Rui Rio e o Sermão de Santo António

Se entre a democracia e Ventura, Rio escolhe o segundo, arrisca-se a afundar as miudezas no espaço que não é o da direita clássica.

A comoção política sobre a vandalização da estátua do Padre António Vieira aqueceu o Santo António do nosso confinamento e a figura cresceu e encolheu com ela. Não foi a primeira estátua em Portugal a receber pichagens contra o colonialismo, mas pode ter sido a primeira a marcar a reconfiguração da direita “clássica” pela extrema-direita.

As opiniões borbulharam, desde os que desvalorizam a estátua para andarem à cata do movimento social, aos que a defendem, com base num consenso em torno da personalidade que há mais quem ponha em causa. Uma estátua é sempre a inscrição de um poder sobre o espaço e sobre o tempo, é certo, mas o que soma é o tempo de antena que o evento deu à extrema-direita. A pichagem é “naïf”, e aposta-se que não foi feita por nenhum jovem que tenha passado pelo exame de Português do 12.º ano com o Sermão de Santo António aos Peixes na cabeça, mas o ato é punível pelo Código Penal e o que soma é o espaço que o evento deu à extrema-direita para a capitalização do discurso híper securitário.

Chicão e Ventura viram o Padre manchado de vermelho e as crianças com corações vermelhos e esfregaram as mãos. A revisão da história é um dos veículos da batalha ideológica da extrema-direita, sublinhada nos textos programáticos do Chega e do CDS e por eles propalada de muitas formas. Onde eles cheirarem que a “missão evangelizadora de Portugal” no mundo pode ser atacada, ou cheirarem a ameaça da “hegemonia cultural da esquerda”, lá estarão como “milicianos” da Portugalidade, e defensores do Museu dos Descobrimentos, com perfis falsos no Facebook a convocar a violência, o racismo e a xenofobia, ou fazendo concursos de ideias sobre como a repressão e o policiamento salvam as estátuas das pessoas.

Nada de novo para quem ainda não se habituou a esta gente, que continuará a valer pouco se soubermos ao que andamos. A novidade é o PSD de Rui Rio ter escolhido o mesmo lado. É evidente que Rui Rio sabe que há racismo em Portugal. Sabe que, se for fazer um debate a uma escola para alunos/as do secundário, vai ver uma esmagadora maioria de “brancos”, tal como sabe que as empresas dos seus amigos são limpas por uma maioria de mulheres “negras”. A questão não é o que ele sabe, a questão é que ele quis que se soubesse que está do mesmo lado.

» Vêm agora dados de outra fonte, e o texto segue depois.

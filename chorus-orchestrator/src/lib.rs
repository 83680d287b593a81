//! # Chorus Orchestrator
//!
//! A multi-provider AI orchestrator: one prompt fans out to several
//! conversational-AI providers plus a local LLM, each provider is driven
//! through an iterative refinement loop until its answer conforms to a
//! caller-specified schema, and the surviving answers are fused into a
//! single reply.
//!
//! ## Overview
//!
//! The core is three tightly coupled subsystems:
//!
//! - **Dispatch** ([`dispatcher`]): a parallel / sequential / priority /
//!   load-balanced executor. Every provider owns a session with a
//!   concurrency cap, rate pacing, and rolling performance stats
//!   ([`sessions`]); a full per-provider queue rejects instead of blocking.
//! - **Refinement** ([`refinement`]): a per-request feedback controller
//!   that validates each answer ([`validation`]), diagnoses the failure
//!   class, picks a rule, rewrites the prompt ([`shaping`]) and retries up
//!   to a bound.
//! - **Synthesis** ([`synthesis`]): classifies and scores each answer
//!   ([`analysis`]), detects contradictions, and fuses the survivors with
//!   one of five strategies.
//!
//! Everything that happens is recorded append-only in one embedded store
//! ([`persistence`]) before an execution is reported complete.
//!
//! ## Quick start
//!
//! ```rust,ignore
//! use chorus_orchestrator::{bootstrap, ExecuteRequest, OrchestratorConfig};
//! use chorus_providers::{ExpectedSchema, OutputFormat, ProviderId};
//!
//! let config = OrchestratorConfig::load("chorus.toml")?;
//! let dispatcher = bootstrap(config).await?;
//!
//! let record = dispatcher
//!     .execute(ExecuteRequest::new(
//!         "list three primary colors",
//!         vec![ProviderId::Claude, ProviderId::Gemini],
//!         ExpectedSchema::structured([("colors", Some("[]"))]),
//!         OutputFormat::Json,
//!     ))
//!     .await;
//!
//! println!("success rate: {:.0}%", record.success_rate * 100.0);
//! println!("{}", record.synthesis.unwrap().synthesized_text);
//! ```
//!
//! The entry point never errors: per-provider outcomes live in
//! `record.responses[provider].status`, and an execution counts as
//! successful when at least one provider completed and synthesis produced
//! output.

pub mod analysis;
pub mod bootstrap;
pub mod config;
pub mod dispatcher;
pub mod error;
pub mod persistence;
pub mod records;
pub mod refinement;
pub mod sessions;
pub mod shaping;
pub mod synthesis;
pub mod validation;

pub use analysis::{AnalyzedAnswer, ContentType, ResponseAnalyzer};
pub use bootstrap::bootstrap;
pub use config::OrchestratorConfig;
pub use dispatcher::{Dispatcher, DispatcherConfig, ExecuteRequest};
pub use error::{BootstrapError, ConfigError, PersistenceError};
pub use persistence::{PersistenceLayer, ProviderPerformance, RefinementStatistics};
pub use records::{
    AttemptRecord, ExecutionMode, ExecutionRecord, RequestRecord, ResponseRecord, ResponseStatus,
};
pub use refinement::{
    default_rules, RefinementAction, RefinementController, RefinementRule, RefinementTrigger,
};
pub use sessions::{CallOutcome, LoadMetric, ProviderSession, SessionRegistry, SessionState};
pub use shaping::{PromptShaper, ShapedPrompt, ShapingStrategy};
pub use synthesis::{SynthesisResult, SynthesisStrategy, Synthesizer};
pub use validation::{OutputValidator, ValidationReport};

Ao arriscar esta colagem, o PSD afastou-se do centro político ao qual se tem agarrado com unhas e dentes, revelando mais medos do que certezas. Rio teme mais as sondagens (mesmo que pouco credíveis) que apontam a transferência de voto do PSD para o Chega, e o facto de Ventura ser criatura do PSD, do que as vozes do partido que não se reveem nas suas afirmações ou os 27 homens promotores da “superioridade da raça branca” e acusados de crimes raciais pelo Ministério Público.

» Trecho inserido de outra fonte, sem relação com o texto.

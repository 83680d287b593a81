//! Provider adapter layer.
//!
//! An adapter owns the transport to one provider and exposes a single
//! operation: send one prompt, get raw text and latency back. Whether the
//! provider is reached over an HTTP API, a scripted web session, or desktop
//! automation is the adapter's business; the orchestrator treats every
//! provider uniformly and never sees transport details.
//!
//! Adapters are not reentrant per session. The dispatcher guarantees at most
//! `max_concurrent` in-flight calls per provider through the session
//! registry, so adapters can keep their internals simple.
//!
//! # Creating adapters
//!
//! ```rust,ignore
//! use chorus_providers::providers::{create_adapter, AdapterConfig};
//! use chorus_providers::ProviderId;
//!
//! let config = AdapterConfig::new(ProviderId::Claude, "api-key")
//!     .with_model("claude-3-5-sonnet-20241022");
//! let adapter = create_adapter(config)?;
//! let completion = adapter.send("list three primary colors", deadline).await?;
//! ```

use crate::error::{ErrorKind, ProviderError};
use crate::local_llm::LocalLlmClient;
use crate::models::{Completion, ProviderId};
use serde::{Deserialize, Serialize};
use std::collections::HashMap;
use std::future::Future;
use std::sync::Arc;
use std::time::{Duration, Instant};

pub mod claude;
pub mod gemini;
pub mod http_client;
pub mod local;
pub mod perplexity;

pub use http_client::{AuthStrategy, HttpProviderClient};

/// One provider, one operation.
///
/// `send` must return within `deadline`; adapters are expected to map their
/// own transport failures onto the [`ProviderError`] taxonomy so the
/// refinement controller can route them.
#[async_trait::async_trait]
pub trait ProviderAdapter: Send + Sync {
    /// Which provider this adapter reaches.
    fn provider(&self) -> ProviderId;

    /// Send one prompt and return the raw answer text with its latency.
    async fn send(&self, prompt: &str, deadline: Duration) -> Result<Completion, ProviderError>;
}

/// Configuration for a single adapter instance.
#[derive(Debug, Clone, Serialize, Deserialize)]
pub struct AdapterConfig {
    /// Provider this adapter targets
    pub provider: ProviderId,
    /// API key for authentication (unused by the local adapter)
    #[serde(default)]
    pub api_key: String,
    /// Optional base URL override
    pub base_url: Option<String>,
    /// Model identifier sent on the wire
    pub model: String,
    /// Per-request HTTP timeout
    #[serde(with = "crate::common::duration_serde")]
    pub timeout: Duration,
    /// Retry budget for transport failures within one attempt
    pub max_retries: u32,
    /// Delay between transport retries
    #[serde(with = "crate::common::duration_serde")]
    pub retry_delay: Duration,
    /// Extra HTTP headers
    #[serde(default)]
    pub headers: HashMap<String, String>,
}

impl AdapterConfig {
    pub fn new(provider: ProviderId, api_key: impl Into<String>) -> Self {
        Self {
            provider,
            api_key: api_key.into(),
            base_url: None,
            model: default_model(provider).to_string(),
            timeout: Duration::from_secs(30),
            max_retries: 2,
            retry_delay: Duration::from_millis(500),
            headers: HashMap::new(),
        }
    }

    pub fn with_base_url(mut self, base_url: impl Into<String>) -> Self {
        self.base_url = Some(base_url.into());
        self
    }

    pub fn with_model(mut self, model: impl Into<String>) -> Self {
        self.model = model.into();
        self
    }

    pub fn with_timeout(mut self, timeout: Duration) -> Self {
        self.timeout = timeout;
        self
    }

    pub fn with_max_retries(mut self, max_retries: u32) -> Self {
        self.max_retries = max_retries;
        self
    }

    pub fn with_header(mut self, key: impl Into<String>, value: impl Into<String>) -> Self {
        self.headers.insert(key.into(), value.into());
        self
    }
}

/// Default wire model per provider.
fn default_model(provider: ProviderId) -> &'static str {
    match provider {
        ProviderId::Claude => "claude-3-5-sonnet-20241022",
        ProviderId::Gemini => "gemini-1.5-flash",
        ProviderId::Perplexity => "llama-3.1-sonar-small-128k-online",
        ProviderId::Local => "phi3:mini",
    }
}

/// Create an adapter instance for the configured provider.
pub fn create_adapter(config: AdapterConfig) -> Result<Arc<dyn ProviderAdapter>, ProviderError> {
    match config.provider {
        ProviderId::Claude => Ok(Arc::new(claude::ClaudeAdapter::new(config)?)),
        ProviderId::Gemini => Ok(Arc::new(gemini::GeminiAdapter::new(config)?)),
        ProviderId::Perplexity => Ok(Arc::new(perplexity::PerplexityAdapter::new(config)?)),
        ProviderId::Local => {
            let client = LocalLlmClient::new(
                config
                    .base_url
                    .clone()
                    .unwrap_or_else(|| "http://localhost:11434".to_string()),
                config.model.clone(),
                config.timeout,
            )?;
            Ok(Arc::new(local::LocalAdapter::new(config, Arc::new(client))))
        }
    }
}

/// Drive one provider call with the adapter-level transport retry budget.
///
/// Transport failures are retried up to `max_retries` times with
/// `retry_delay` between tries; every other error kind propagates
/// immediately. The whole loop is bounded by `deadline`.
pub(crate) async fn send_with_retry<F, Fut>(
    max_retries: u32,
    retry_delay: Duration,
    deadline: Duration,
    mut call: F,
) -> Result<Completion, ProviderError>
where
    F: FnMut() -> Fut,
    Fut: Future<Output = Result<String, ProviderError>>,
{
    let started = Instant::now();
    let mut last_transport: Option<ProviderError> = None;

    for attempt in 0..=max_retries {
        if attempt > 0 {
            tokio::time::sleep(retry_delay).await;
        }
        let remaining = match deadline.checked_sub(started.elapsed()) {
            Some(remaining) if !remaining.is_zero() => remaining,
            _ => return Err(ProviderError::Timeout),
        };
        match tokio::time::timeout(remaining, call()).await {
            Ok(Ok(text)) => {
                return Ok(Completion {
                    text,
                    latency: started.elapsed(),
                })
            }
            Ok(Err(err)) if err.kind() == ErrorKind::Transport => {
                tracing::debug!(retry = attempt, "transport failure, retrying: {err}");
                last_transport = Some(err);
            }
            Ok(Err(err)) => return Err(err),
            Err(_) => return Err(ProviderError::Timeout),
        }
    }

    Err(last_transport.unwrap_or(ProviderError::Timeout))
}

Rio escolheu um lado, talvez por pensar que a evocação da lenda de Santo António lhe era dirigida: “Não estáveis vós muito quietos, muito pacíficos e muito amigos todos, grandes e pequenos, quando vos pregava S. António? Pois continuai assim, e sereis felizes” (Padre António Vieira, Sermão de Santo António aos Peixes)… Ou não. Se entre a democracia e Ventura, Rio escolhe o segundo, arrisca-se a afundar as miudezas no espaço que não é o da direita clássica.